Provided data START

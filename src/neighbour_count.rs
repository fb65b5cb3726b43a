use crate::distance::euclidean_distance;
use crate::validation::{validate_count, validate_radius, DataValidator};
use crate::Result;
use num_traits::Float;
#[cfg(feature = "parallel")]
use rayon::prelude::*;

/// Tests a single point against the reference groups without clustering: the point is an
/// outlier when fewer than `min_neighbours` reference points lie within Euclidean distance
/// `eps` of it. Counting stops as soon as `min_neighbours` is reached.
///
/// All reference points are validated against the point before counting starts, so a
/// malformed group is reported wherever it sits. Every reference point is measured in the
/// worst case, so this suits small reference sets.
///
/// # Examples
/// ```
///use density_outliers::is_outlier_by_neighbour_count;
///
///let references = vec![vec![vec![1.0, 0.0], vec![0.0, 1.0]], vec![vec![8.0, 8.0]]];
///assert!(!is_outlier_by_neighbour_count(&[0.0, 0.0], &references, 1.5, 2).unwrap());
///assert!(is_outlier_by_neighbour_count(&[0.0, 0.0], &references, 1.5, 3).unwrap());
/// ```
pub fn is_outlier_by_neighbour_count<T: Float>(
    point: &[T],
    reference_groups: &[Vec<Vec<T>>],
    eps: T,
    min_neighbours: usize,
) -> Result<bool> {
    validate_radius(eps, "eps")?;
    validate_count(min_neighbours, "min_neighbours")?;
    let validator = DataValidator::with_dims(point.len());
    validator.check_point(0, point)?;
    validate_references(&validator, reference_groups)?;
    Ok(count_is_short(point, reference_groups, eps, min_neighbours))
}

/// Applies [`is_outlier_by_neighbour_count`] to every candidate and returns the outliers in
/// candidate order.
pub fn outliers_by_neighbour_count<T: Float>(
    candidates: &[Vec<T>],
    reference_groups: &[Vec<Vec<T>>],
    eps: T,
    min_neighbours: usize,
) -> Result<Vec<Vec<T>>> {
    let flags = neighbour_count_flags(candidates, reference_groups, eps, min_neighbours)?;
    let outliers = select_flagged(candidates, &flags);
    tracing::debug!(
        n_candidates = candidates.len(),
        n_outliers = outliers.len(),
        "neighbour count complete"
    );
    Ok(outliers)
}

/// Parallel counterpart of [`outliers_by_neighbour_count`], testing candidates on the rayon
/// thread pool. Output order still follows the candidates.
#[cfg(feature = "parallel")]
pub fn outliers_by_neighbour_count_par<T: Float + Send + Sync>(
    candidates: &[Vec<T>],
    reference_groups: &[Vec<Vec<T>>],
    eps: T,
    min_neighbours: usize,
) -> Result<Vec<Vec<T>>> {
    validate_inputs(candidates, reference_groups, eps, min_neighbours)?;
    let flags: Vec<bool> = candidates
        .par_iter()
        .map(|candidate| count_is_short(candidate, reference_groups, eps, min_neighbours))
        .collect();
    Ok(select_flagged(candidates, &flags))
}

/// Whether each candidate is short of neighbours, in candidate order.
pub(crate) fn neighbour_count_flags<T: Float>(
    candidates: &[Vec<T>],
    reference_groups: &[Vec<Vec<T>>],
    eps: T,
    min_neighbours: usize,
) -> Result<Vec<bool>> {
    validate_inputs(candidates, reference_groups, eps, min_neighbours)?;
    Ok(candidates
        .iter()
        .map(|candidate| count_is_short(candidate, reference_groups, eps, min_neighbours))
        .collect())
}

fn validate_inputs<T: Float>(
    candidates: &[Vec<T>],
    reference_groups: &[Vec<Vec<T>>],
    eps: T,
    min_neighbours: usize,
) -> Result<()> {
    validate_radius(eps, "eps")?;
    validate_count(min_neighbours, "min_neighbours")?;
    let validator = DataValidator::infer(candidates)?;
    validator.validate_input_data(candidates)?;
    validate_references(&validator, reference_groups)
}

/// `DimensionMismatch` indices count through the flattened reference groups.
fn validate_references<T: Float>(
    validator: &DataValidator,
    reference_groups: &[Vec<Vec<T>>],
) -> Result<()> {
    reference_groups
        .iter()
        .flatten()
        .enumerate()
        .try_for_each(|(n, reference)| validator.check_point(n, reference))
}

fn select_flagged<T: Float>(candidates: &[Vec<T>], flags: &[bool]) -> Vec<Vec<T>> {
    candidates
        .iter()
        .zip(flags)
        .filter(|(_, is_outlier)| **is_outlier)
        .map(|(candidate, _)| candidate.clone())
        .collect()
}

fn count_is_short<T: Float>(
    point: &[T],
    reference_groups: &[Vec<Vec<T>>],
    eps: T,
    min_neighbours: usize,
) -> bool {
    let mut neighbours = 0;
    for reference in reference_groups.iter().flatten() {
        if euclidean_distance(point, reference) <= eps {
            neighbours += 1;
            if neighbours == min_neighbours {
                return false;
            }
        }
    }
    true
}

#[cfg(test)]
mod tests {
    use super::*;
    use crate::OutlierError;

    fn refs_at(distances: &[f64]) -> Vec<Vec<Vec<f64>>> {
        vec![distances.iter().map(|&d| vec![d, 0.0]).collect()]
    }

    #[test]
    fn threshold_boundary() {
        let origin = [0.0, 0.0];
        let two_close = refs_at(&[1.0, 5.0, 5.5, 20.0]);
        assert!(is_outlier_by_neighbour_count(&origin, &two_close, 5.0, 3).unwrap());
        let three_close = refs_at(&[1.0, 4.0, 5.0, 5.5]);
        assert!(!is_outlier_by_neighbour_count(&origin, &three_close, 5.0, 3).unwrap());
    }

    #[test]
    fn counts_across_groups() {
        let groups = vec![
            vec![vec![0.5, 0.0]],
            vec![],
            vec![vec![0.0, 0.5], vec![30.0, 0.0]],
        ];
        assert!(!is_outlier_by_neighbour_count(&[0.0, 0.0], &groups, 1.0, 2).unwrap());
        assert!(is_outlier_by_neighbour_count(&[0.0, 0.0], &groups, 1.0, 3).unwrap());
    }

    #[test]
    fn no_references_means_outlier() {
        assert!(is_outlier_by_neighbour_count(&[0.0, 0.0], &[], 1.0, 1).unwrap());
    }

    #[test]
    fn malformed_reference_reported_in_any_group_order() {
        let close = vec![vec![0.0, 0.0]];
        let malformed = vec![vec![5.0, 5.0], vec![0.0, 0.0, 0.0]];

        // The close group alone would satisfy the count
        let groups = vec![close.clone(), malformed.clone()];
        assert_eq!(
            Err(OutlierError::DimensionMismatch {
                index: 2,
                expected: 2,
                found: 3,
            }),
            is_outlier_by_neighbour_count(&[0.0, 0.0], &groups, 1.0, 1)
        );
        let groups = vec![malformed, close];
        assert_eq!(
            Err(OutlierError::DimensionMismatch {
                index: 1,
                expected: 2,
                found: 3,
            }),
            is_outlier_by_neighbour_count(&[0.0, 0.0], &groups, 1.0, 1)
        );
    }

    #[test]
    fn batch_checks_references_before_counting() {
        let candidates = vec![vec![0.0, 0.0]];
        let groups = vec![vec![vec![0.0, 0.0]], vec![vec![f64::NAN, 0.0]]];
        let result = outliers_by_neighbour_count(&candidates, &groups, 1.0, 1);
        assert!(matches!(result, Err(OutlierError::NonFiniteCoordinate(..))));
    }

    #[test]
    fn invalid_params() {
        let groups = refs_at(&[1.0]);
        assert!(matches!(
            is_outlier_by_neighbour_count(&[0.0, 0.0], &groups, 0.0, 1),
            Err(OutlierError::InvalidParameter { name: "eps", .. })
        ));
        assert!(matches!(
            is_outlier_by_neighbour_count(&[0.0, 0.0], &groups, 1.0, 0),
            Err(OutlierError::InvalidParameter { name: "min_neighbours", .. })
        ));
    }

    #[test]
    fn batch_keeps_candidate_order() {
        let candidates = vec![vec![100.0, 0.0], vec![0.0, 0.0], vec![-100.0, 0.0]];
        let groups = refs_at(&[0.5, 1.0, 1.5]);
        let outliers = outliers_by_neighbour_count(&candidates, &groups, 2.0, 2).unwrap();
        assert_eq!(vec![vec![100.0, 0.0], vec![-100.0, 0.0]], outliers);
    }

    #[test]
    fn batch_rejects_empty_candidates() {
        let candidates: Vec<Vec<f64>> = Vec::new();
        let result = outliers_by_neighbour_count(&candidates, &refs_at(&[1.0]), 2.0, 2);
        assert_eq!(Err(OutlierError::EmptyInput), result);
    }
}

Provided data END

:: Goal of the exercise ::
Print, please, the lines from the first line of the material through the line that contains "use rayon::prelude::*;", exactly as written and with nothing added.

:: Exercise answer ::
filename src/neighbour_count.rs
repository fb65b5cb3726b43a
use crate::distance::euclidean_distance;
use crate::validation::{validate_count, validate_radius, DataValidator};
use crate::Result;
use num_traits::Float;
#[cfg(feature = "parallel")]
use rayon::prelude::*;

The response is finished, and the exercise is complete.